(Records from a data source)
⁂

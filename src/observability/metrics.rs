//! Metrics collection.
//!
//! # Responsibilities
//! - Define watch-core metrics (fetches, changes, retries, breaker activity)
//! - Record through the `metrics` facade; the host application installs the exporter
//!
//! # Metrics
//! - `control_plane_fetch_total` (counter): fetches by kind, outcome
//! - `control_plane_fetch_duration_seconds` (histogram): fetch latency incl. retries
//! - `control_plane_changes_total` (counter): snapshot changes by kind
//! - `control_plane_retry_attempts_total` (counter): retries scheduled
//! - `circuit_breaker_transitions_total` (counter): state changes by breaker, target state
//! - `circuit_breaker_rejections_total` (counter): calls refused while open
//! - `service_instances` (gauge): instances by service, status
//! - `active_watchers` (gauge): running watchers by kind
//!
//! # Design Decisions
//! - Without an installed recorder every call is a no-op
//! - Labels for kind, breaker, service, status

use tokio::time::Instant;

use crate::control_plane::InstanceSummary;

pub fn record_fetch(kind: &'static str, outcome: &'static str, started: Instant) {
    metrics::counter!("control_plane_fetch_total", "kind" => kind, "outcome" => outcome).increment(1);
    metrics::histogram!("control_plane_fetch_duration_seconds", "kind" => kind)
        .record(started.elapsed().as_secs_f64());
}

pub fn record_change(kind: &'static str) {
    metrics::counter!("control_plane_changes_total", "kind" => kind).increment(1);
}

pub fn record_retry() {
    metrics::counter!("control_plane_retry_attempts_total").increment(1);
}

pub fn record_breaker_transition(breaker: &str, to: &'static str) {
    metrics::counter!(
        "circuit_breaker_transitions_total",
        "breaker" => breaker.to_string(),
        "to" => to
    )
    .increment(1);
}

pub fn record_breaker_rejection(breaker: &str) {
    metrics::counter!("circuit_breaker_rejections_total", "breaker" => breaker.to_string()).increment(1);
}

pub fn record_instance_summary(service: &str, summary: &InstanceSummary) {
    for (status, count) in [
        ("healthy", summary.healthy),
        ("unhealthy", summary.unhealthy),
        ("isolated", summary.isolated),
    ] {
        metrics::gauge!("service_instances", "service" => service.to_string(), "status" => status)
            .set(count as f64);
    }
}

pub fn record_active_watchers(kind: &'static str, count: usize) {
    metrics::gauge!("active_watchers", "kind" => kind).set(count as f64);
}
//! Configuration management subsystem.
//!
//! # Data Flow
//! ```text
//! config file (TOML)
//!     → loader.rs (parse & deserialize)
//!     → validation.rs (semantic checks)
//!     → WatchConfig (validated, immutable)
//!     → handed to ControlPlaneWatch, which builds breakers, retry managers and registries
//! ```
//!
//! # Design Decisions
//! - Config is immutable once loaded; running watchers keep the settings they were built with
//! - All fields have defaults to allow minimal configs
//! - Validation separates syntactic (serde) from semantic checks

pub mod loader;
pub mod schema;
pub mod validation;

pub use loader::{load_config, parse_config, ConfigError};
pub use schema::{CircuitBreakerConfig, ObservabilityConfig, PollConfig, RetryConfig, WatchConfig};
pub use validation::{validate_config, ValidationError};
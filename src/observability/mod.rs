//! Observability subsystem.
//!
//! # Data Flow
//! ```text
//! resilience, watch and lifecycle produce:
//!     → logging.rs (structured log events via tracing)
//!     → metrics.rs (counters, gauges, histograms via the metrics facade)
//!
//! Consumers (installed by the host application):
//!     → Log aggregation (stdout, file, remote)
//!     → Metrics exporter (e.g. Prometheus)
//! ```
//!
//! # Design Decisions
//! - Structured logging with watcher key and breaker name as fields
//! - Metrics are cheap (no-ops until a recorder is installed)

pub mod logging;
pub mod metrics;
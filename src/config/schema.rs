//! Configuration schema definitions.
//!
//! This module defines the complete configuration structure for the watch core.
//! All types derive Serde traits for deserialization from config files.

use std::time::Duration;
use serde::{Deserialize, Serialize};

/// Root configuration.
#[derive(Debug, Clone, Deserialize, Serialize)]
#[serde(default)]
pub struct WatchConfig {
    /// Control-plane namespace used for every watch and query.
    pub namespace: String,

    /// Retry configuration for control-plane calls.
    pub retry: RetryConfig,

    /// Circuit breaker configuration.
    pub circuit_breaker: CircuitBreakerConfig,

    /// Polling intervals.
    pub watch: PollConfig,

    /// Observability settings.
    pub observability: ObservabilityConfig,
}

impl Default for WatchConfig {
    fn default() -> Self {
        Self {
            namespace: "default".to_string(),
            retry: RetryConfig::default(),
            circuit_breaker: CircuitBreakerConfig::default(),
            watch: PollConfig::default(),
            observability: ObservabilityConfig::default(),
        }
    }
}

/// Retry configuration.
#[derive(Debug, Clone, Deserialize, Serialize)]
#[serde(default)]
pub struct RetryConfig {
    /// Maximum number of retries after the first attempt.
    pub max_attempts: u32,

    /// Base delay for exponential backoff in milliseconds.
    pub base_delay_ms: u64,

    /// Growth factor per attempt.
    pub multiplier: f64,

    /// Maximum delay for exponential backoff in milliseconds.
    pub max_delay_ms: u64,

    /// Add up to 10% random jitter to each delay.
    pub jitter: bool,
}

impl Default for RetryConfig {
    fn default() -> Self {
        Self {
            max_attempts: 3,
            base_delay_ms: 1000,
            multiplier: 2.0,
            max_delay_ms: 30_000,
            jitter: false,
        }
    }
}

/// Circuit breaker configuration.
#[derive(Debug, Clone, Deserialize, Serialize)]
#[serde(default)]
pub struct CircuitBreakerConfig {
    /// Failure rate at which the breaker opens.
    pub threshold: f64,

    /// How long the breaker stays open before probing, in seconds.
    pub open_duration_secs: u64,

    /// Successful probes needed to close from half-open.
    pub half_open_max_probes: u32,
}

impl Default for CircuitBreakerConfig {
    fn default() -> Self {
        Self {
            threshold: 0.5,
            open_duration_secs: 30,
            half_open_max_probes: 1,
        }
    }
}

/// Polling intervals for watchers.
#[derive(Debug, Clone, Deserialize, Serialize)]
#[serde(default)]
pub struct PollConfig {
    /// Service instance poll interval in seconds.
    pub service_interval_secs: u64,

    /// Configuration file poll interval in seconds.
    pub config_interval_secs: u64,
}

impl PollConfig {
    pub fn service_interval(&self) -> Duration {
        Duration::from_secs(self.service_interval_secs)
    }

    pub fn config_interval(&self) -> Duration {
        Duration::from_secs(self.config_interval_secs)
    }
}

impl Default for PollConfig {
    fn default() -> Self {
        Self {
            service_interval_secs: 10,
            config_interval_secs: 30,
        }
    }
}

/// Observability configuration.
#[derive(Debug, Clone, Deserialize, Serialize)]
#[serde(default)]
pub struct ObservabilityConfig {
    /// Log level (trace, debug, info, warn, error).
    pub log_level: String,

    /// Emit JSON log lines instead of the human-readable format.
    pub json: bool,
}

impl Default for ObservabilityConfig {
    fn default() -> Self {
        Self {
            log_level: "info".to_string(),
            json: false,
        }
    }
}

#[cfg(test)]
mod tests {
    use super::*;

    #[test]
    fn test_defaults() {
        let config = WatchConfig::default();
        assert_eq!(config.namespace, "default");
        assert_eq!(config.retry.max_attempts, 3);
        assert_eq!(config.circuit_breaker.threshold, 0.5);
        assert_eq!(config.watch.service_interval(), Duration::from_secs(10));
        assert_eq!(config.watch.config_interval(), Duration::from_secs(30));
    }

    #[test]
    fn test_partial_toml_keeps_defaults() {
        let config: WatchConfig = toml::from_str(
            r#"
            namespace = "prod"

            [retry]
            max_attempts = 5

            [watch]
            service_interval_secs = 3
            "#,
        )
        .unwrap();

        assert_eq!(config.namespace, "prod");
        assert_eq!(config.retry.max_attempts, 5);
        assert_eq!(config.retry.base_delay_ms, 1000);
        assert_eq!(config.watch.service_interval_secs, 3);
        assert_eq!(config.watch.config_interval_secs, 30);
        assert_eq!(config.observability.log_level, "info");
    }
}
//! Lifecycle management subsystem.
//!
//! # Data Flow
//! ```text
//! ControlPlaneWatch::new(config, fetchers)
//!     → validate config → build registries and the query breaker (NotStarted)
//! start()
//!     → Running: watch_* and get_* requests accepted
//! stop()
//!     → cancel in-flight queries → stop every watcher → Stopped
//! ```
//!
//! # Design Decisions
//! - Requests outside the running state fail fast with a typed error
//! - Dropping the plugin stops it

pub mod plugin;

pub use plugin::{ControlPlaneWatch, PluginError};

⁂

▶ **Problem statement**:
Retype exactly the lines from the start of the entries through the one with "(counter): retries scheduled"; include both ends.

▶ **The answer**:
filename src/observability/metrics.rs
//! Metrics collection.
//!
//! # Responsibilities
//! - Define watch-core metrics (fetches, changes, retries, breaker activity)
//! - Record through the `metrics` facade; the host application installs the exporter
//!
//! # Metrics
//! - `control_plane_fetch_total` (counter): fetches by kind, outcome
//! - `control_plane_fetch_duration_seconds` (histogram): fetch latency incl. retries
//! - `control_plane_changes_total` (counter): snapshot changes by kind
//! - `control_plane_retry_attempts_total` (counter): retries scheduled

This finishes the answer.